第584話 仮面の下で九尾なのじゃ
【前回のあらすじ】
赤くて仮面で金髪と来たらもうアレしかありませんがな。
そしてその仮面の下は美青年に決まってますがな。
「真実よりもよっぽど一つな展開やで!! 間違いあらへんがな!!」
とまぁ、自信満々の大根太郎でございますが。
はたして真実はいかに、と、珍しく引っ張ってみる作者なのでした。
まる。
「のじゃ、ネタ切れなのじゃ」
「行き当たりばったりもここに極まれりだからな。だいたい、仕事終わりに書いてる時点でお察しというものだよ」
苦しい実情を暴露しないでフォックスフォックス!!
◇ ◇ ◇ ◇
金髪の男が仮面を外す。
まぁ、某リアル志向戦争アニメだったならば、仮面の下には麗しい顔が待っているものである。中には父さんだったり兄さんだったりバレバレ仮面だったり例外もあるだろうが、とにかくそれが鉄板。宇宙世紀の理である。
ダイコンタロウの言ったことに疑問を感じることはなかった。
実際、そうくるんだろうなと俺も感じていた。
しかし――。
仮面の下から現れたのは俺たちが予想してもいないものだった。
「おっ、おわぁっ!? なんだ、その怖い顔!?」
「のじゃ!! 明らかに人じゃない顔なのじゃ!! これは――向こうの世界で魑魅魍魎の類に呪われた時に出る症状なのじゃ!! いや、魑魅魍魎レベルだったら、こんなことにはならないのじゃ!!」
仮面の下から出てきたのは美醜をどうこう語る以前の問題。
人間の顔とは思えないほど赤く、そして憤怒に満ちたものであった。顔面にある筋肉の筋という筋が分かるくらいに盛り上がり、血管が今にも破裂しそうなくらいに脈打っている。おおよそ、それは人ということはできない有様だった。
だが、その恐ろしい表情の中に、確かな人間性がある。
憤怒の表情を浮かべる赤い騎士は、俺たちにその恐ろしい表情とはまったく違う、温かい感情を向けてきたのだった。
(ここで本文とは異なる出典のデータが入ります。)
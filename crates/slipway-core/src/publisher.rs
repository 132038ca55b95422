//! Republishing a build through a channel's release pipelines.

use std::collections::HashMap;
use std::sync::Arc;

use crate::domain::{BuildId, CiIdentity, ReleasePipeline, Result};
use crate::obs;
use crate::services::{CiClient, Credential, ReleaseClient, ReleaseId, TokenProvider};

/// Outcome of one pipeline's publish attempt.
#[derive(Debug, Clone, PartialEq, Eq)]
pub enum PublishOutcome {
    /// The release started and reached a terminal state.
    Released(ReleaseId),
    /// Some step failed; the error was logged and the pass moved on.
    Failed(String),
}

/// One pipeline's entry in a publish pass.
#[derive(Debug, Clone, PartialEq, Eq)]
pub struct PipelinePublish {
    pub pipeline: ReleasePipeline,
    pub outcome: PublishOutcome,
}

/// Per-pipeline outcomes of a single publish pass.
#[derive(Debug, Clone, Default, PartialEq, Eq)]
pub struct PublishSummary {
    pub results: Vec<PipelinePublish>,
}

impl PublishSummary {
    /// Number of pipelines whose release started.
    pub fn released_count(&self) -> usize {
        self.results
            .iter()
            .filter(|r| matches!(r.outcome, PublishOutcome::Released(_)))
            .count()
    }

    /// Number of pipelines that failed.
    pub fn failed_count(&self) -> usize {
        self.results.len() - self.released_count()
    }
}

/// Publishes one build through every release pipeline of a channel.
///
/// Pipelines are processed strictly in order, one at a time, and each
/// pipeline's steps are isolated: a failure anywhere in one pipeline is
/// caught, logged with pipeline and build identity, and recorded in the
/// summary while the loop continues. Nothing escapes this component and
/// nothing is retried within a pass.
pub struct ReleasePipelinePublisher {
    tokens: Arc<dyn TokenProvider>,
    ci: Arc<dyn CiClient>,
    releases: Arc<dyn ReleaseClient>,
}

impl ReleasePipelinePublisher {
    pub fn new(
        tokens: Arc<dyn TokenProvider>,
        ci: Arc<dyn CiClient>,
        releases: Arc<dyn ReleaseClient>,
    ) -> Self {
        Self {
            tokens,
            ci,
            releases,
        }
    }

    /// Run one publish pass over the given pipelines.
    pub async fn publish(
        &self,
        build_id: BuildId,
        ci: &CiIdentity,
        pipelines: &[ReleasePipeline],
    ) -> PublishSummary {
        // One credential per distinct account per pass; reused across
        // pipelines of the same account.
        let mut credentials: HashMap<String, Credential> = HashMap::new();
        let mut summary = PublishSummary::default();

        for pipeline in pipelines {
            let outcome = match self
                .publish_one(build_id, ci, pipeline, &mut credentials)
                .await
            {
                Ok(release_id) => {
                    obs::emit_release_started(build_id, &pipeline.to_string(), &release_id.0);
                    PublishOutcome::Released(release_id)
                }
                Err(error) => {
                    obs::emit_pipeline_publish_failed(build_id, &pipeline.to_string(), &error);
                    PublishOutcome::Failed(error.to_string())
                }
            };
            summary.results.push(PipelinePublish {
                pipeline: pipeline.clone(),
                outcome,
            });
        }

        summary
    }

    /// Steps 1-7 for a single pipeline. Any error here is caught by the
    /// caller and isolated to this pipeline.
    async fn publish_one(
        &self,
        build_id: BuildId,
        ci: &CiIdentity,
        pipeline: &ReleasePipeline,
        credentials: &mut HashMap<String, Credential>,
    ) -> Result<ReleaseId> {
        let credential = match credentials.get(&pipeline.organization) {
            Some(credential) => credential.clone(),
            None => {
                let credential = self.tokens.token(&pipeline.organization).await?;
                credentials.insert(pipeline.organization.clone(), credential.clone());
                credential
            }
        };

        let ci_build = self
            .ci
            .build(&credential, &ci.account, &ci.project, &ci.external_build_id)
            .await?;

        let definition = self
            .releases
            .definition(
                &credential,
                &pipeline.organization,
                &pipeline.project,
                &pipeline.pipeline_id,
            )
            .await?;

        // Clean-slate republish: replace artifact sources, never merge.
        let definition = self
            .releases
            .remove_artifact_sources(
                &credential,
                &pipeline.organization,
                &pipeline.project,
                definition,
            )
            .await?;
        let definition = self
            .releases
            .add_artifact_source(
                &credential,
                &pipeline.organization,
                &pipeline.project,
                definition,
                &ci_build,
            )
            .await?;

        let release_id = self
            .releases
            .start_release(
                &credential,
                &pipeline.organization,
                &pipeline.project,
                &definition,
                build_id,
            )
            .await?;

        // Serialize pipelines relative to the triggering transaction: the
        // next pipeline starts only after this release is terminal.
        self.releases
            .wait_until_terminal(
                &credential,
                &pipeline.organization,
                &pipeline.project,
                &release_id,
            )
            .await?;

        Ok(release_id)
    }
}

impl std::fmt::Debug for ReleasePipelinePublisher {
    fn fmt(&self, f: &mut std::fmt::Formatter<'_>) -> std::fmt::Result {
        f.debug_struct("ReleasePipelinePublisher").finish()
    }
}
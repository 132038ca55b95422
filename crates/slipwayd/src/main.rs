use anyhow::Result;
use tracing::Level;
use tracing_subscriber::FmtSubscriber;

use slipway_core::BackgroundWorkQueue;

const QUEUE_WORKERS: usize = 4;

#[tokio::main]
async fn main() -> Result<()> {
    let subscriber = FmtSubscriber::builder()
        .with_max_level(Level::INFO)
        .with_target(false)
        .finish();
    tracing::subscriber::set_global_default(subscriber)?;

    let queue = BackgroundWorkQueue::start(QUEUE_WORKERS);
    tracing::info!(workers = QUEUE_WORKERS, "slipwayd started");

    tokio::signal::ctrl_c().await?;
    tracing::info!("slipwayd shutting down, draining work queue");
    queue.shutdown().await;
    Ok(())
}

#[cfg(test)]
mod tests {
    #[test]
    fn slipwayd_smoke_compiles() {
        assert!(true);
    }
}
//! Build-to-channel association events.

use chrono::{DateTime, Utc};
use serde::{Deserialize, Serialize};

use crate::domain::build::Build;
use crate::domain::channel::ChannelId;

/// Domain event emitted after a build-channel association is durably created.
///
/// The persistence layer emits this exactly once per successful create and
/// never on reads or updates; the orchestration handler consumes it. The
/// association row itself is owned by the persistence layer and is immutable
/// from this crate's perspective.
#[derive(Debug, Clone, Serialize, Deserialize, PartialEq)]
pub struct BuildChannelAssociation {
    /// The build that was added to the channel.
    pub build: Build,

    /// The channel it was added to.
    pub channel_id: ChannelId,

    /// When the association was committed.
    pub created_at: DateTime<Utc>,
}

impl BuildChannelAssociation {
    /// Create the event payload for a just-committed association.
    pub fn new(build: Build, channel_id: ChannelId) -> Self {
        Self {
            build,
            channel_id,
            created_at: Utc::now(),
        }
    }
}
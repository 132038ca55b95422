//! Refresh gating for the build view.
//!
//! Once a build is on screen, the view must not jump to a newer build on its
//! own: the gate holds the newer id and surfaces a dismissible notification
//! until the user accepts. Modeled as an explicit two-state machine
//! (Settled/Pending) so the transitions are testable without any stream
//! plumbing; [`GateDriver`] adapts it to channel-based wiring.

use chrono::{DateTime, Utc};
use serde::{Deserialize, Serialize};
use tokio::sync::{mpsc, watch};
use tokio::task::JoinHandle;

use slipway_core::BuildId;

/// The notification shown while a newer build waits for acceptance.
#[derive(Debug, Clone, Serialize, Deserialize, PartialEq, Eq)]
pub struct ToastNotice {
    /// When the notice was first raised. Not reset when the held id is
    /// replaced, so a visible countdown never restarts.
    pub raised_at: DateTime<Utc>,
}

#[derive(Debug, Clone, PartialEq, Eq)]
struct Pending {
    held: BuildId,
    notice: ToastNotice,
}

/// Two-state gate between the upstream build-id sequence and the view.
#[derive(Debug, Clone, PartialEq, Eq)]
pub struct ToastGate {
    gating_enabled: bool,
    settled: Option<BuildId>,
    pending: Option<Pending>,
}

impl ToastGate {
    pub fn new(gating_enabled: bool) -> Self {
        Self {
            gating_enabled,
            settled: None,
            pending: None,
        }
    }

    /// Offer a new id from upstream. Returns the id to show when it passes
    /// through; `None` while the gate holds it.
    pub fn offer(&mut self, id: BuildId, now: DateTime<Utc>) -> Option<BuildId> {
        // The first id ever observed is never gated.
        if self.settled.is_none() && self.pending.is_none() {
            self.settled = Some(id);
            return Some(id);
        }

        if self.settled == Some(id) && self.pending.is_none() {
            // Redundant refresh of the build already on screen.
            return None;
        }

        if let Some(pending) = self.pending.as_mut() {
            // Collapse to latest; keep the original notice timestamp.
            pending.held = id;
            return None;
        }

        if !self.gating_enabled {
            self.settled = Some(id);
            return Some(id);
        }

        self.pending = Some(Pending {
            held: id,
            notice: ToastNotice { raised_at: now },
        });
        None
    }

    /// User accepted the notification: emit the held id and settle on it.
    pub fn accept(&mut self) -> Option<BuildId> {
        let pending = self.pending.take()?;
        self.settled = Some(pending.held);
        Some(pending.held)
    }

    /// User dismissed the notification: drop the held id and stay on the
    /// confirmed build. A later newer id raises a fresh notice.
    pub fn dismiss(&mut self) {
        self.pending = None;
    }

    /// The notice currently shown, if any.
    pub fn notice(&self) -> Option<&ToastNotice> {
        self.pending.as_ref().map(|pending| &pending.notice)
    }

    /// The confirmed build the view is showing.
    pub fn current(&self) -> Option<BuildId> {
        self.settled
    }

    /// True while a newer id waits for acceptance.
    pub fn is_pending(&self) -> bool {
        self.pending.is_some()
    }
}

/// Owns the driver task for one view subscription; aborts it on drop.
#[derive(Debug)]
pub struct GateDriverHandle {
    task: JoinHandle<()>,
}

impl Drop for GateDriverHandle {
    fn drop(&mut self) {
        self.task.abort();
    }
}

/// Channel adapter around [`ToastGate`].
///
/// Consumes the upstream id sequence and user accept signals, publishes the
/// confirmed build id and the toast state over watch channels. The task ends
/// when the upstream closes, releasing everything it holds.
pub struct GateDriver;

impl GateDriver {
    pub fn spawn(
        mut gate: ToastGate,
        mut upstream: mpsc::Receiver<BuildId>,
        mut accepts: mpsc::Receiver<()>,
    ) -> (
        GateDriverHandle,
        watch::Receiver<Option<BuildId>>,
        watch::Receiver<Option<ToastNotice>>,
    ) {
        let (current_tx, current_rx) = watch::channel(None);
        let (notice_tx, notice_rx) = watch::channel(None);

        let task = tokio::spawn(async move {
            let mut accepts_open = true;
            loop {
                tokio::select! {
                    maybe_id = upstream.recv() => {
                        let Some(id) = maybe_id else { break };
                        if let Some(emit) = gate.offer(id, Utc::now()) {
                            let _ = current_tx.send(Some(emit));
                        }
                        let _ = notice_tx.send(gate.notice().cloned());
                    }
                    maybe_accept = accepts.recv(), if accepts_open => {
                        match maybe_accept {
                            Some(()) => {
                                if let Some(emit) = gate.accept() {
                                    let _ = current_tx.send(Some(emit));
                                }
                                let _ = notice_tx.send(None);
                            }
                            None => accepts_open = false,
                        }
                    }
                }
            }
        });

        (GateDriverHandle { task }, current_rx, notice_rx)
    }
}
「驚いたか。まぁ、こんな形なんでな。ちょっとばかし隠させてもらってるって訳よ。見た人間を驚かせちまう」
「のじゃぁ。そりゃ、そんな顔を見せられれば、誰だって驚くのじゃ」
「というか、いったいどうしてそんなことに」
「大陸統一のためにしゃかりきになりすぎた――っていうよりも、鬼の力に頼り過ぎたんだな。王家に伝わる守護の鬼の力を使い続けているうちにこのザマさ。呪いが体から抜けなくなっちまった」
うむ。
分からん、さっぱりと分からん。
まず、鬼の力とはなんぞやという所からして分からん。この世界ではポピュラーな能力なのかもしれないが、向こうの世界ではとんと聞かない話である。
鬼の力を使い過ぎて鬼になり果てるなんてそんな話、いまどき漫画だって聞かないっての――。
「地獄先〇ぬ~〇~やな」
「地獄先〇ぬ~〇~なのじゃ」
「よく覚えてたなお前ら。俺も一瞬思ったよ、地獄先〇ぬ~〇~かなって」
「そんな驚くことでもないやん。割とポピュラーな感じの話やん。時代を越えて不変な感じのキャラ設定やん」
外しておいてそういうこと言うかねダイコン。
お前の予想じゃ、その下はキャス〇ルな兄さんだったんじゃないのか。
まぁいい。
俺たちの前で再び仮面をかぶり直す赤い騎士。
彼は口元だけで笑う。その微笑みが、強がりというか、やせがまんというか、なんだか無理して作ったように見えて、少し胸が疼いた。
「つう訳だ。見苦しいものをみせちまったな。周りに余計な心配をかけないように、いつもはこうしてるんだ。なんで、気を悪くしたらすまん」
「いや、そりゃ隠すだろう。いや、いや、変な意味じゃなくて」
「のじゃぁ。お気遣いどうもなのじゃ。それより、大変じゃないのじゃ?」
「なぁに、大事の前の小事って奴さ。俺の身体がどうなろうが、別に構わねえ。暗黒大陸に平和が訪れてくれるなら、それで俺は構わねえのさ」
なんだこの男。
オラつく系男子と思わせて、めちゃくちゃ好青年じゃないか。
非の打ち所がないいい子じゃないか。
爽やかに笑う金髪仮面の紅騎士。
これ以上イケメンキャラはノーサンキューとか思っていた俺だったが、そのあまりの爽やか好青年ぶりに、思わず毒気を抜かれてしまうのであった。
やれやれ。
カッコいい男は、どこへ行ってもカッコいいものだな。